The efficacy achieved in clinical trials by two of the COVID-19 formulas that Cuba is investigating, 62% and 92%, brings closer the possibility that one of them will become the first vaccine of this type developed in Latin America.
The preliminary results of the third and final stage of testing of the Soberana 02 and Abdala vaccine candidates were released between Saturday and Monday, unleashing euphoria in Cuba, which has bet everything on its own vaccines by not entering the WHO’s COVAX mechanism or buying them on the international market.
The World Health Organization (WHO) establishes that for a vaccine candidate to be considered a vaccine, it must demonstrate an efficacy equal to or greater than 50%.
Soberana 02, from the Finlay Vaccine Institute (IFV), showed 62% efficacy with a two-dose scheme in a trial with 44,010 volunteers, while Abdala, from the Center for Genetic Engineering and Biotechnology (CIGB), was tested with a sample of 48,000 people in a three-dose scheme and reached an efficacy of 92.28%, according to data released by these institutions.
— BioCubaFarma (@BioCubaFarma) June 21, 2021
Both are subunit vaccines based on the receptor-binding domain (RBD) of the S protein of the virus, although in the case of Soberana 02 this element binds to the inactivated tetanus virus to enhance the body’s immune response.
Emergency use, coming soon
“The efficacy of Abdala for symptomatic cases is an impressive index that is positioned at levels similar to those obtained with vaccines that use novel technologies such as messenger RNA or adenoviral vectors,” affirmed Cuban molecular biologist and researcher at the University of the State of Sao Paulo (UNESP) Amilcar Pérez Riverol.
The scientist, a former CIGB researcher, highlighted that the formulas “have already proven to be effective in reducing cases, hospitalizations and deaths” and added that the results obtained by Soberana 02 with two doses are a good indicator that suggests that with the application of a third dose of Soberana Plus — another of the Cuban candidates under investigation — “should increase to rates close to or even higher than 80%.”
The scientific institutions responsible for the preparations have announced that they will shortly request authorization for emergency use from the Cuban regulatory body, the Center for State Control of Medicines, Medical Equipment and Devices (CECMED).
Both formulas are already being administered to tens of thousands of Cubans as health interventions, in parallel to clinical trials, as a strategy to stop infections on the island, which is going through the third and worst wave of the pandemic.
Once the green light from CECMED has been obtained, the process to obtain the international validation of the two Cuban vaccines would begin.
“Almost all the other vaccines already approved produced a well-detailed press dossier of the interim phase 3 analysis that led to the efficacy announcement. This would be highly recommended as it would not be necessary to wait for the time required for publication in peer-reviewed scientific journals, which usually takes longer,” the expert considered.

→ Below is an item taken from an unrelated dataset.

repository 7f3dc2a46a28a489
pub mod panels;
pub mod plot;
pub mod table;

He also recalled that “the publication in this type of journals on the Phase 1/2 results” is pending and warned that “it is vital that there begin to be reviewable data” in this type of platform. Then, “in a less immediate but very important period, there would be the sending of the files to obtain the certification of the World Health Organization (WHO),” explained Pérez Riverol.
Clearing up suspicions
Although these steps are not essential for the use of Cuban vaccines on the island, they would contribute to clearing up the doubts of groups critical of the Cuban government who question the veracity of these results, especially given the serious crisis that the country is going through.
That situation has resulted in a galloping shortage of basic products, including medicines, which has led many to wonder how it is possible for Cuba to develop vaccines when antibiotics and even aspirin are lacking.
“The lack of basic medicines is regrettable because, like COVID-19, it has a profound impact on people’s health. But synthesizing an antibiotic and making a vaccine are different processes,” said the scientist.
Pérez Riverol recalled that Cuba has a history of “more than 35 years of investment in human capital, experience in working with vaccines and investment in infrastructure for research, development and production of vaccines and equipment associated with this type of technology.”
“That is what has made it possible that when the pandemic arrived, Cuba was in perfect condition to develop a COVID vaccine” without having to make a large investment or divert resources from other imports, he added.
Another “crucial” element, according to the expert, is that due to state centralization there is a “very strong intercommunication between all the institutions that can contribute to obtaining this result,” and at the same time between these and the Ministry of Public Health. “Without that, clinical trials would not have been possible so quickly, and without clinical trials you have nothing,” he added.
These results also open the door to potential exports of Soberana 02 and Abdala, in which countries such as Argentina and Venezuela have already shown interest, in addition to the recent announcement by Iran that this week it would approve the emergency use of the former.